To derive this, consider the commutative diagram enter image description here where $C_n(A + B, C + D)$ is the quotient of the subgroup $C_n(A + B) ⊂ C_n(X)$ by its subgroup $C_n(C + D) ⊂ C_n(Y)$ .Thus the three columns of the diagram are exact.

We have seen that the first two rows are exact, and we claim that the third row is exact also, with the maps $ϕ$ and $ψ$ induced from the $ϕ$ and $ψ$ in the second row.

Since $ψϕ = 0$ in the second row, this holds also in the third row, so the third row is at least a chain complex. Viewing the three rows as chain complexes, the diagram then represents a short exact sequence of chain complexes.

The associated long exact sequence of homology groups has two out of every three terms zero since the first two rows of the diagram are exact.

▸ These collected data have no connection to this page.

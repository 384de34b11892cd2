use std::error::Error;
use std::future::Future;
use std::sync::LazyLock;

use tokio::runtime::Runtime;
use tokio::sync::Mutex;

use db::DbConfig;

// The mem engine parks its router task on whichever runtime opens the
// connection, and the connection itself is process-global. All database
// tests therefore share this one runtime; a per-test runtime would take
// the router down with it when the first test finished.
static RUNTIME: LazyLock<Runtime> = LazyLock::new(|| {
    tokio::runtime::Builder::new_multi_thread()
        .enable_all()
        .build()
        .expect("test runtime")
});

static TEST_LOCK: LazyLock<Mutex<()>> = LazyLock::new(|| Mutex::new(()));

/// Run one test body on the shared runtime with exclusive access to a
/// freshly wiped database.
pub fn run<F>(test: F) -> Result<(), Box<dyn Error>>
where
    F: Future<Output = Result<(), Box<dyn Error>>>,
{
    RUNTIME.block_on(async {
        let _guard = TEST_LOCK.lock().await;
        db::init(DbConfig::memory()).await?;
        db::get_db()?
            .query("DELETE registration; DELETE contact_message; DELETE admin_user; DELETE setting; DELETE counter;")
            .await?;
        test.await
    })
}
//! Intake jobs: registrations whose immediate insert failed.

use chrono::{DateTime, Utc};
use serde::{Deserialize, Serialize};

use crate::Registration;

/// Unique identifier for an intake job.
///
/// Ids are issued by a process-local monotonic counter, so they are never
/// reused within a process lifetime but do not survive a restart.
#[derive(Debug, Clone, Copy, PartialEq, Eq, PartialOrd, Ord, Hash, Serialize, Deserialize)]
#[serde(transparent)]
pub struct JobId(pub u64);

impl std::fmt::Display for JobId {
    fn fmt(&self, f: &mut std::fmt::Formatter<'_>) -> std::fmt::Result {
        write!(f, "{}", self.0)
    }
}

/// A registration waiting in the fallback queue for a retry insert.
#[derive(Debug, Clone, PartialEq, Serialize, Deserialize)]
#[serde(rename_all = "camelCase")]
pub struct RegistrationJob {
    /// Id shared with the submission's immediate insert attempt.
    pub id: JobId,
    /// When the submission was originally received, not when it is retried.
    pub received_at: DateTime<Utc>,
    /// The validated registration payload.
    pub payload: Registration,
}

impl RegistrationJob {
    /// Create a job for a submission received now.
    pub fn new(id: JobId, payload: Registration) -> Self {
        Self {
            id,
            received_at: Utc::now(),
            payload,
        }
    }

    /// Admin-facing view of this job.
    pub fn preview(&self) -> JobPreview {
        JobPreview {
            id: self.id,
            received_at: self.received_at,
            email: self.payload.email.clone(),
        }
    }
}

/// Bounded admin-facing view of a queued job.
#[derive(Debug, Clone, PartialEq, Serialize, Deserialize)]
#[serde(rename_all = "camelCase")]
pub struct JobPreview {
    pub id: JobId,
    pub received_at: DateTime<Utc>,
    pub email: String,
}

Hence the remaining homology groups are zero and the third row is exact. The third column maps to $0→C_n(Y)→C_n(X)→C_n(X,Y)→0$, inducing maps of homology groups that are isomorphisms for the $X$ and $Y$ terms as we have seen above. So by the five-lemma the maps $C_n(A+B,C+D)→C_n(X,Y)$ also induce isomorphisms on homology. The relative Mayer–Vietoris sequence is then the long exact sequence of homology groups associated to the short exact sequence of chain complexes given by the third row of the diagram.$"$

I don't understand the part in the quote box:

1) "two out of every three terms" - which terms ?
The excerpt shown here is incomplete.